Adding to NHS debt
According to a 2015 report published by the NHS, an estimated £300 million worth of medical products are wasted in England every year. With the standard cost of UK medical prescriptions totalling £8.80 per person, £300 million amounts to around 34 million individual prescriptions.
It gets even more interesting - and alarming - when you take account of the fact that £814 million is the figure provided by NHS Improvement when they recently reported on the total NHS deficit in the first quarter of 2018/19.
You don’t have to be a Pythagorean-level mathematician to understand that £300 million makes up a pretty large slice of the £814 million deficit.
By ordering our medicines earlier than we need to and ordering more medicine than we need to at one time (perhaps unintentionally), we're adding to the huge debt plaguing our public healthcare system. Which means we’re pretty much shooting ourselves in the foot.
Echo is helping put an end to this kind of wastage by sending reminders through our app prompting you to order your medication only when it’s due to be refilled.
We stagger the reminders for each of your medications so that you only end up ordering the ones you need when you need them. This helps prevent you from stockpiling your medications, which in turn ensures there are no medications lying around your home for anyone to flush away.
You can read more about Echo’s commitment to improving medication adherence here.
Damaging the environment with toxic medication
Though it may not seem obvious at the time, flushing expired medication down the toilet means it will ultimately end up in our water supplies - affecting both our drinking supplies and various freshwater habitats up and down the country.
Gwynne Lyons, Director of Policy at CHEM Trust, has drawn attention to the fact that humans tend to excrete between 30-90% of the medicines we take, and she has said that:
"With so many medicines now being found in our rivers, action on all fronts is needed to protect wildlife and drinking water."
CHEM Trust has also sampled fish contaminated with birth control pills, antidepressants, sedatives, antibiotics, painkillers, and anti-cancer drugs, and this means that UK amphibians, fish and crustaceans alike all stand to experience disruptive alterations in their daily habits, reproductive patterns and standard developments, which could put their lives in jeopardy.
Flushing your medicines down the loo basically means you’re flushing toxins directly into UK aquatic wildlife, so if you enjoy strolling alongside the river for a spot of fly fishing it's a good idea to start disposing of your medications in a more environmentally sustainable way.
Don’t fret: we’ve got some advice on how to do that coming up after this last point about the dangers of flushing your medicine down the toilet.

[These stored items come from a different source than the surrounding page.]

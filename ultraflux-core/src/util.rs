use std::{
    fs::{File, OpenOptions},
    io::{BufWriter, ErrorKind},
    path::{Path, PathBuf},
};

use anyhow::{Context, Result};
use candle_core::utils::{cuda_is_available, metal_is_available};
use candle_core::{DType, Device, Tensor};
use image::{DynamicImage, ImageFormat};
use rand::{rngs::StdRng, Rng, SeedableRng};
use rand_distr::StandardNormal;
use tracing::warn;

use crate::DeviceMap;

/// Latent channels of the Flux autoencoder.
const LATENT_CHANNELS: usize = 16;

pub fn select_best_device(device_map: DeviceMap) -> Result<Device> {
    match device_map {
        DeviceMap::ForceCpu => Ok(Device::Cpu),
        DeviceMap::Cuda(ordinal) if cuda_is_available() => Ok(Device::new_cuda(ordinal)?),
        DeviceMap::Metal(ordinal) if metal_is_available() => Ok(Device::new_metal(ordinal)?),
        requested => {
            #[cfg(all(target_os = "macos", target_arch = "aarch64"))]
            warn!(
                %requested,
                "running on CPU, to run on GPU(metal), build with `--features metal`"
            );
            #[cfg(not(all(target_os = "macos", target_arch = "aarch64")))]
            warn!(
                %requested,
                "running on CPU, to run on GPU, build with `--features cuda`"
            );
            Ok(Device::Cpu)
        }
    }
}

/// Draws the initial latent noise for an image of `height` x `width`.
///
/// The noise is sampled on the CPU from a seeded generator, so the same seed
/// yields the same latent on every device. Sizes are expected to be aligned
/// with `align_dimension`.
pub fn seeded_noise(
    seed: u64,
    height: usize,
    width: usize,
    dtype: DType,
    device: &Device,
) -> Result<Tensor> {
    let latent_h = height.div_ceil(16) * 2;
    let latent_w = width.div_ceil(16) * 2;
    let mut rng = StdRng::seed_from_u64(seed);
    let values: Vec<f32> = (0..LATENT_CHANNELS * latent_h * latent_w)
        .map(|_| rng.sample::<f32, _>(StandardNormal))
        .collect();
    let noise = Tensor::from_vec(values, (1, LATENT_CHANNELS, latent_h, latent_w), &Device::Cpu)?;
    Ok(noise.to_device(device)?.to_dtype(dtype)?)
}

/// Converts a tensor with shape (3, height, width) into an RGB image.
pub fn tensor_to_image(img: &Tensor) -> Result<DynamicImage> {
    let (channels, height, width) = img.dims3()?;
    if channels != 3 {
        anyhow::bail!("tensor_to_image expects an image with 3 channels, got {channels}");
    }
    let img = img.permute((1, 2, 0))?.flatten_all()?;
    let pixels = img.to_vec1::<u8>()?;
    let buffer = image::ImageBuffer::from_raw(width as u32, height as u32, pixels)
        .ok_or_else(|| candle_core::Error::msg("error converting tensor to image buffer"))?;
    Ok(DynamicImage::ImageRgb8(buffer))
}

/// Writes `image` as a JPEG named `{stem}.jpeg` inside `dir`.
///
/// If that name is already taken a numeric suffix is appended, so concurrent
/// writers never clobber each other. Returns the absolute path written.
pub fn save_jpeg(image: &DynamicImage, dir: &Path, stem: &str) -> Result<PathBuf> {
    let (path, file) = create_unique(dir, stem)?;
    encode_jpeg(image, file, &path)?;
    std::path::absolute(&path).with_context(|| format!("failed to resolve {}", path.display()))
}

/// Writes `image` as a JPEG at `path`, replacing any existing file.
pub fn write_jpeg(image: &DynamicImage, path: &Path) -> Result<()> {
    let file = File::create(path).with_context(|| format!("failed to create {}", path.display()))?;
    encode_jpeg(image, file, path)
}

fn encode_jpeg(image: &DynamicImage, file: File, path: &Path) -> Result<()> {
    let mut writer = BufWriter::new(file);
    DynamicImage::ImageRgb8(image.to_rgb8())
        .write_to(&mut writer, ImageFormat::Jpeg)
        .with_context(|| format!("failed to encode {}", path.display()))
}

fn create_unique(dir: &Path, stem: &str) -> Result<(PathBuf, File)> {
    for attempt in 0u32.. {
        let name = match attempt {
            0 => format!("{stem}.jpeg"),
            n => format!("{stem}_{n}.jpeg"),
        };
        let path = dir.join(name);
        match OpenOptions::new().write(true).create_new(true).open(&path) {
            Ok(file) => return Ok((path, file)),
            Err(err) if err.kind() == ErrorKind::AlreadyExists => continue,
            Err(err) => {
                return Err(err).with_context(|| format!("failed to create {}", path.display()))
            }
        }
    }
    unreachable!("exhausted file name suffixes")
}
//! Process-wide, lazily constructed pipeline.
//!
//! The first caller builds the model through its [`Loader`]; every later
//! caller gets the cached instance without touching a lock. Concurrent first
//! callers wait on the one construction in flight instead of starting their
//! own. A failed construction leaves the cell empty, so the next caller
//! starts over from scratch.

use std::{sync::Arc, time::Instant};

use anyhow::Result;
use tokio::sync::OnceCell;
use tracing::{info, warn};

use crate::{Loader, PipelineConfig};

pub struct LazyPipeline<L: Loader> {
    loader: L,
    config: PipelineConfig,
    model: OnceCell<Arc<L::Model>>,
}

impl<L: Loader> LazyPipeline<L> {
    pub fn new(loader: L, config: PipelineConfig) -> Self {
        Self {
            loader,
            config,
            model: OnceCell::new(),
        }
    }

    pub fn config(&self) -> &PipelineConfig {
        &self.config
    }

    /// Whether construction has completed successfully.
    pub fn is_loaded(&self) -> bool {
        self.model.initialized()
    }

    /// Returns the cached model, constructing it first if needed.
    pub async fn get(&self) -> Result<Arc<L::Model>> {
        let model = self
            .model
            .get_or_try_init(|| async {
                let started = Instant::now();
                info!(model_id = %self.config.model_id, device = %self.config.device, "loading pipeline");
                match self.loader.load(self.config.clone()).await {
                    Ok(model) => {
                        info!(elapsed = ?started.elapsed(), "pipeline ready");
                        Ok(Arc::new(model))
                    }
                    Err(err) => {
                        warn!("pipeline construction failed: {err:#}");
                        Err(err)
                    }
                }
            })
            .await?;
        Ok(Arc::clone(model))
    }
}
use std::{
    path::{Path, PathBuf},
    sync::Arc,
    time::{Instant, SystemTime, UNIX_EPOCH},
};

use anyhow::{anyhow, Context, Result};
use serde::{Deserialize, Serialize};
use tokio::sync::Mutex;
use tracing::{info, warn};

use crate::{
    save_jpeg, GenerateRequest, LazyPipeline, Loader, ModelLike, PipelineConfig, ServiceConfig,
    ServiceError,
};

#[derive(Serialize, Deserialize, Debug, Clone, PartialEq)]
pub struct GenerateResponse {
    pub prompt: String,
    pub seed: u64,
    pub image_path: String,
}

#[derive(Serialize, Deserialize, Debug, Clone, Copy, PartialEq, Eq)]
#[serde(rename_all = "lowercase")]
pub enum HealthStatus {
    Ok,
    Initializing,
}

serde_plain::derive_display_from_serialize!(HealthStatus);

#[derive(Serialize, Deserialize, Debug, Clone, PartialEq)]
pub struct Health {
    pub status: HealthStatus,
    pub device: String,
}

/// Validates requests, runs them one at a time on the shared pipeline and
/// stores the results.
pub struct ImageService<L: Loader> {
    pipeline: LazyPipeline<L>,
    // Held for the whole model call, so at most one generation runs at once.
    inference_lock: Arc<Mutex<()>>,
    results_dir: PathBuf,
}

impl<L: Loader> ImageService<L> {
    pub fn new(loader: L, config: ServiceConfig) -> Result<Self> {
        std::fs::create_dir_all(&config.results_dir).with_context(|| {
            format!("failed to create results dir {}", config.results_dir.display())
        })?;
        Ok(Self {
            pipeline: LazyPipeline::new(loader, config.pipeline),
            inference_lock: Arc::new(Mutex::new(())),
            results_dir: config.results_dir,
        })
    }

    pub fn config(&self) -> &PipelineConfig {
        self.pipeline.config()
    }

    pub fn results_dir(&self) -> &Path {
        &self.results_dir
    }

    pub fn health(&self) -> Health {
        let status = if self.pipeline.is_loaded() {
            HealthStatus::Ok
        } else {
            HealthStatus::Initializing
        };
        Health {
            status,
            device: self.config().device.to_string(),
        }
    }

    /// Constructs the pipeline ahead of the first request.
    pub async fn warm_up(&self) -> Result<()> {
        self.pipeline.get().await.map(|_| ())
    }

    pub async fn generate(&self, request: GenerateRequest) -> Result<GenerateResponse, ServiceError> {
        let request = request.resolve()?;
        let model = self
            .pipeline
            .get()
            .await
            .map_err(ServiceError::from_generation)?;

        let permit = self.inference_lock.clone().lock_owned().await;
        info!(
            seed = request.seed,
            height = request.height,
            width = request.width,
            steps = request.num_inference_steps,
            "starting generation"
        );
        let started = Instant::now();
        let params = request.clone();
        // The permit moves into the blocking task: a caller that goes away
        // does not release the lock before the model call returns.
        let outcome = tokio::task::spawn_blocking(move || {
            let _permit = permit;
            model.run(&params)
        })
        .await
        .map_err(|err| ServiceError::Failed(anyhow!("generation task failed: {err}")))?;
        let image = outcome.map_err(|err| {
            warn!(seed = request.seed, "generation failed: {err:#}");
            ServiceError::from_generation(err)
        })?;

        let dir = self.results_dir.clone();
        let stem = format!("ultraflux_{}", unix_millis());
        let path = tokio::task::spawn_blocking(move || save_jpeg(&image, &dir, &stem))
            .await
            .map_err(|err| ServiceError::Failed(anyhow!("image save task failed: {err}")))?
            .map_err(ServiceError::Failed)?;
        info!(
            seed = request.seed,
            elapsed = ?started.elapsed(),
            path = %path.display(),
            "generation finished"
        );

        Ok(GenerateResponse {
            prompt: request.prompt,
            seed: request.seed,
            image_path: path.display().to_string(),
        })
    }
}

fn unix_millis() -> u128 {
    SystemTime::now()
        .duration_since(UNIX_EPOCH)
        .unwrap_or_default()
        .as_millis()
}
use std::future::Future;

use anyhow::Result;

use crate::{ModelLike, PipelineConfig};

/// Builds a ready-to-run model from a [`PipelineConfig`].
pub trait Loader: Send + Sync + 'static {
    type Model: ModelLike + 'static;

    fn load(&self, config: PipelineConfig) -> impl Future<Output = Result<Self::Model>> + Send;
}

Putting our health at risk
According to studies listed on the Cancer Research UK website, exposure to increased levels of oestrogen while in the womb can be linked to increased risks of testicular cancer.
But what does that have to do with flushing medicine down the loo?
Well, scientists have been researching the amount of oestrogen in our water supplies and are are growing increasingly concerned that oestrogen-contaminated water can be linked to increased cases of testicular cancer in the UK.
So while you may think that flushing your surplus menopause medication is harmless, it could turn out that it’s actually increasing your husband, brother, son or father’s chances of developing a terminal illness, which is an alarming thought.
The sizeable supplies of other chemicals like chlorine, fluoride and even cocaine already circling around our drains and threatening to harm our collective health means that adding prescription medicines to the bubbling cocktail of sewage is probably one of the worst things we could do.
How do I safely dispose of old or unused medication?
The best way of ensuring any expired or surplus medication is disposed of safely and responsibly is to return it to your local pharmacy.
Disposing of your medication through your pharmacy has the added bonus of ensuring that you don't have any expired medication sitting at home which could be taken by someone you live with; potentially leading to a critical situation.
If you take one thing away from this article, let it be this: flushing away medication does not dispose of it - instead, it adds to the ever-growing problems of water contamination and medication wastage. There's a small chance it may even return to your home and enter your body through the water you drink.
This makes it essential to take unwanted medication down to your local pharmacy once you’re done with it. Doing so will give yourself and everyone else around you the highest chance of safeguarding against any unexpected monetary, environmental, or health complications.